▶ [Task] Beneath this sentence is a set of records; write each of them out exactly.

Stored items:
============================================================

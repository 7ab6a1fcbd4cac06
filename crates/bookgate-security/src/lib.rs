// SPDX-License-Identifier: PMPL-1.0-or-later
// Copyright (c) 2026 Jonathan D.A. Jewell (hyperpolymath) <jonathan.jewell@open.ac.uk>

//! bookgate-security — secret handling for the Bookgate catalog.
//!
//! Salted password hashing, fingerprints that let logs refer to secrets
//! without containing them, random download-credential generation, and a
//! append-only audit trail.

pub mod audit;
pub mod integrity;
pub mod password;
pub mod tokens;

pub use audit::{AuditEntry, AuditLog};
pub use integrity::{fingerprint, hash_bytes, secrets_match};
pub use password::PasswordHasher;
pub use tokens::generate_token;
// SPDX-License-Identifier: PMPL-1.0-or-later
// Copyright (c) 2026 Jonathan D.A. Jewell (hyperpolymath) <jonathan.jewell@open.ac.uk>
//
// A credential row whose entry is gone must never validate, even when it
// reached the database without the foreign-key check.

use std::sync::Arc;

use bookgate_core::{BookgateError, EntryId};
use bookgate_store::{CredentialGate, EntityStore};
use rusqlite::{Connection, params};

#[test]
fn credential_without_entry_never_validates() {
    let dir = tempfile::tempdir().unwrap();
    let path = dir.path().join("bookgate.db");

    // Create the schema, then write the dangling row behind the store's back.
    drop(EntityStore::open(&path).unwrap());
    {
        let conn = Connection::open(&path).unwrap();
        conn.execute_batch("PRAGMA foreign_keys = OFF;").unwrap();
        conn.execute(
            "INSERT INTO download_keys (book_id, key_value) VALUES (?1, ?2)",
            params![7_i64, "ORPH"],
        )
        .unwrap();
    }

    let store = Arc::new(EntityStore::open(&path).unwrap());
    let missing = EntryId(7);
    assert!(store.entry(missing).unwrap().is_none());
    assert!(!store.credential_exists("ORPH", missing).unwrap());
    assert!(store.credential_listings().unwrap().is_empty());

    let gate = CredentialGate::new(Arc::clone(&store));
    assert!(matches!(
        gate.redeem("ORPH", missing),
        Err(BookgateError::InvalidCredential)
    ));
    // Still rejected on a second attempt; the guarded delete touched nothing.
    assert!(matches!(
        gate.redeem("ORPH", missing),
        Err(BookgateError::InvalidCredential)
    ));
}
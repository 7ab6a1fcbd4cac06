// SPDX-License-Identifier: PMPL-1.0-or-later
// Copyright (c) 2026 Jonathan D.A. Jewell (hyperpolymath) <jonathan.jewell@open.ac.uk>
//
// Random download-credential values from the OS CSPRNG.

use bookgate_core::error::{BookgateError, Result};
use ring::rand::{SecureRandom, SystemRandom};

/// Random bytes per generated credential (rendered as 32 hex characters).
pub const TOKEN_BYTES: usize = 16;

/// Generate an unguessable credential value.
pub fn generate_token() -> Result<String> {
    let mut bytes = [0u8; TOKEN_BYTES];
    SystemRandom::new()
        .fill(&mut bytes)
        .map_err(|e| BookgateError::Crypto(format!("token generation failed: {e}")))?;
    Ok(hex::encode_upper(bytes))
}
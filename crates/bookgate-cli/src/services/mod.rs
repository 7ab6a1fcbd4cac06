// SPDX-License-Identifier: PMPL-1.0-or-later
// Copyright (c) 2026 Jonathan D.A. Jewell (hyperpolymath) <jonathan.jewell@open.ac.uk>
//
// Service layer — wires the store, identity, catalog, gate, and audit log
// together for the command handlers.

pub mod app_services;
pub mod data_dir;
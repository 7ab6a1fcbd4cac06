// SPDX-License-Identifier: PMPL-1.0-or-later
// Copyright (c) 2026 Jonathan D.A. Jewell (hyperpolymath) <jonathan.jewell@open.ac.uk>
//
// Application configuration.

use serde::{Deserialize, Serialize};

use crate::error::{BookgateError, Result};

/// Shortest password accepted at registration.
pub const MIN_PASSWORD_LEN: usize = 6;

/// Persistent application settings.
#[derive(Clone, Serialize, Deserialize)]
#[serde(default)]
pub struct AppConfig {
    /// Shared secret required to self-register as a librarian.
    pub admission_key: String,
    /// Minimum password length accepted at registration.
    pub min_password_len: usize,
    /// PBKDF2 iteration count for newly hashed passwords.
    pub pbkdf2_iterations: u32,
    /// Enable audit trail logging.
    pub audit_enabled: bool,
    /// Librarian account created on first start if its email is unknown.
    pub bootstrap_librarian: Option<BootstrapAccount>,
}

/// Credentials of the librarian seeded into an empty installation.
#[derive(Clone, Serialize, Deserialize)]
pub struct BootstrapAccount {
    pub name: String,
    pub email: String,
    pub password: String,
}

impl Default for AppConfig {
    fn default() -> Self {
        Self {
            admission_key: "ADMIN2024".into(),
            min_password_len: MIN_PASSWORD_LEN,
            pbkdf2_iterations: 100_000,
            audit_enabled: true,
            bootstrap_librarian: Some(BootstrapAccount {
                name: "Admin".into(),
                email: "admin@bookgate.com".into(),
                password: "admin123".into(),
            }),
        }
    }
}

impl AppConfig {
    /// Reject settings that would weaken the access rules.
    pub fn validate(&self) -> Result<()> {
        if self.admission_key.is_empty() {
            return Err(BookgateError::Config("admission_key must not be empty".into()));
        }
        if self.min_password_len < MIN_PASSWORD_LEN {
            return Err(BookgateError::Config(format!(
                "min_password_len must be at least {MIN_PASSWORD_LEN}"
            )));
        }
        if self.pbkdf2_iterations == 0 {
            return Err(BookgateError::Config("pbkdf2_iterations must be non-zero".into()));
        }
        Ok(())
    }
}

// Secrets are redacted so the config can be traced safely.
impl std::fmt::Debug for AppConfig {
    fn fmt(&self, f: &mut std::fmt::Formatter<'_>) -> std::fmt::Result {
        f.debug_struct("AppConfig")
            .field("admission_key", &"<redacted>")
            .field("min_password_len", &self.min_password_len)
            .field("pbkdf2_iterations", &self.pbkdf2_iterations)
            .field("audit_enabled", &self.audit_enabled)
            .field("bootstrap_librarian", &self.bootstrap_librarian)
            .finish()
    }
}

impl std::fmt::Debug for BootstrapAccount {
    fn fmt(&self, f: &mut std::fmt::Formatter<'_>) -> std::fmt::Result {
        f.debug_struct("BootstrapAccount")
            .field("name", &self.name)
            .field("email", &self.email)
            .field("password", &"<redacted>")
            .finish()
    }
}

============================================================

▶ [Response area]
repository 7ab6a1fcbd4cac06
filename crates/bookgate-security/src/lib.rs
// SPDX-License-Identifier: PMPL-1.0-or-later
// Copyright (c) 2026 Jonathan D.A. Jewell (hyperpolymath) <jonathan.jewell@open.ac.uk>

//! bookgate-security — secret handling for the Bookgate catalog.
//!
//! Salted password hashing, fingerprints that let logs refer to secrets
//! without containing them, random download-credential generation, and a
//! append-only audit trail.

pub mod audit;
pub mod integrity;
pub mod password;
pub mod tokens;

pub use audit::{AuditEntry, AuditLog};
pub use integrity::{fingerprint, hash_bytes, secrets_match};
pub use password::PasswordHasher;
pub use tokens::generate_token;
// SPDX-License-Identifier: PMPL-1.0-or-later
// Copyright (c) 2026 Jonathan D.A. Jewell (hyperpolymath) <jonathan.jewell@open.ac.uk>
//
// A credential row whose entry is gone must never validate, even when it
// reached the database without the foreign-key check.

use std::sync::Arc;

use bookgate_core::{BookgateError, EntryId};
use bookgate_store::{CredentialGate, EntityStore};
use rusqlite::{Connection, params};

#[test]
fn credential_without_entry_never_validates() {
    let dir = tempfile::tempdir().unwrap();
    let path = dir.path().join("bookgate.db");

    // Create the schema, then write the dangling row behind the store's back.
    drop(EntityStore::open(&path).unwrap());
    {
        let conn = Connection::open(&path).unwrap();
        conn.execute_batch("PRAGMA foreign_keys = OFF;").unwrap();
        conn.execute(
            "INSERT INTO download_keys (book_id, key_value) VALUES (?1, ?2)",
            params![7_i64, "ORPH"],
        )
        .unwrap();
    }

    let store = Arc::new(EntityStore::open(&path).unwrap());
    let missing = EntryId(7);
    assert!(store.entry(missing).unwrap().is_none());
    assert!(!store.credential_exists("ORPH", missing).unwrap());
    assert!(store.credential_listings().unwrap().is_empty());

    let gate = CredentialGate::new(Arc::clone(&store));
    assert!(matches!(
        gate.redeem("ORPH", missing),
        Err(BookgateError::InvalidCredential)
    ));
    // Still rejected on a second attempt; the guarded delete touched nothing.
    assert!(matches!(
        gate.redeem("ORPH", missing),
        Err(BookgateError::InvalidCredential)
    ));
}
repository 7ab6a1fcbd4cac06
// SPDX-License-Identifier: PMPL-1.0-or-later
// Copyright (c) 2026 Jonathan D.A. Jewell (hyperpolymath) <jonathan.jewell@open.ac.uk>
//
// Random download-credential values from the OS CSPRNG.

use bookgate_core::error::{BookgateError, Result};
use ring::rand::{SecureRandom, SystemRandom};

/// Random bytes per generated credential (rendered as 32 hex characters).
pub const TOKEN_BYTES: usize = 16;

/// Generate an unguessable credential value.
pub fn generate_token() -> Result<String> {
    let mut bytes = [0u8; TOKEN_BYTES];
    SystemRandom::new()
        .fill(&mut bytes)
        .map_err(|e| BookgateError::Crypto(format!("token generation failed: {e}")))?;
    Ok(hex::encode_upper(bytes))
}
filename crates/bookgate-cli/src/services/mod.rs
repository 7ab6a1fcbd4cac06
// SPDX-License-Identifier: PMPL-1.0-or-later
// Copyright (c) 2026 Jonathan D.A. Jewell (hyperpolymath) <jonathan.jewell@open.ac.uk>
//
// Service layer — wires the store, identity, catalog, gate, and audit log
// together for the command handlers.

pub mod app_services;
pub mod data_dir;
repository 7ab6a1fcbd4cac06
// SPDX-License-Identifier: PMPL-1.0-or-later
// Copyright (c) 2026 Jonathan D.A. Jewell (hyperpolymath) <jonathan.jewell@open.ac.uk>
//
// Application configuration.

use serde::{Deserialize, Serialize};

use crate::error::{BookgateError, Result};

/// Shortest password accepted at registration.
pub const MIN_PASSWORD_LEN: usize = 6;

/// Persistent application settings.
#[derive(Clone, Serialize, Deserialize)]
#[serde(default)]
pub struct AppConfig {
    /// Shared secret required to self-register as a librarian.
    pub admission_key: String,
    /// Minimum password length accepted at registration.
    pub min_password_len: usize,
    /// PBKDF2 iteration count for newly hashed passwords.
    pub pbkdf2_iterations: u32,
    /// Enable audit trail logging.
    pub audit_enabled: bool,
    /// Librarian account created on first start if its email is unknown.
    pub bootstrap_librarian: Option<BootstrapAccount>,
}

/// Credentials of the librarian seeded into an empty installation.
#[derive(Clone, Serialize, Deserialize)]
pub struct BootstrapAccount {
    pub name: String,
    pub email: String,
    pub password: String,
}

impl Default for AppConfig {
    fn default() -> Self {
        Self {
            admission_key: "ADMIN2024".into(),
            min_password_len: MIN_PASSWORD_LEN,
            pbkdf2_iterations: 100_000,
            audit_enabled: true,
            bootstrap_librarian: Some(BootstrapAccount {
                name: "Admin".into(),
                email: "admin@bookgate.com".into(),
                password: "admin123".into(),
            }),
        }
    }
}

impl AppConfig {
    /// Reject settings that would weaken the access rules.
    pub fn validate(&self) -> Result<()> {
        if self.admission_key.is_empty() {
            return Err(BookgateError::Config("admission_key must not be empty".into()));
        }
        if self.min_password_len < MIN_PASSWORD_LEN {
            return Err(BookgateError::Config(format!(
                "min_password_len must be at least {MIN_PASSWORD_LEN}"
            )));
        }
        if self.pbkdf2_iterations == 0 {
            return Err(BookgateError::Config("pbkdf2_iterations must be non-zero".into()));
        }
        Ok(())
    }
}

// Secrets are redacted so the config can be traced safely.
impl std::fmt::Debug for AppConfig {
    fn fmt(&self, f: &mut std::fmt::Formatter<'_>) -> std::fmt::Result {
        f.debug_struct("AppConfig")
            .field("admission_key", &"<redacted>")
            .field("min_password_len", &self.min_password_len)
            .field("pbkdf2_iterations", &self.pbkdf2_iterations)
            .field("audit_enabled", &self.audit_enabled)
            .field("bootstrap_librarian", &self.bootstrap_librarian)
            .finish()
    }
}

impl std::fmt::Debug for BootstrapAccount {
    fn fmt(&self, f: &mut std::fmt::Formatter<'_>) -> std::fmt::Result {
        f.debug_struct("BootstrapAccount")
            .field("name", &self.name)
            .field("email", &self.email)
            .field("password", &"<redacted>")
            .finish()
    }
}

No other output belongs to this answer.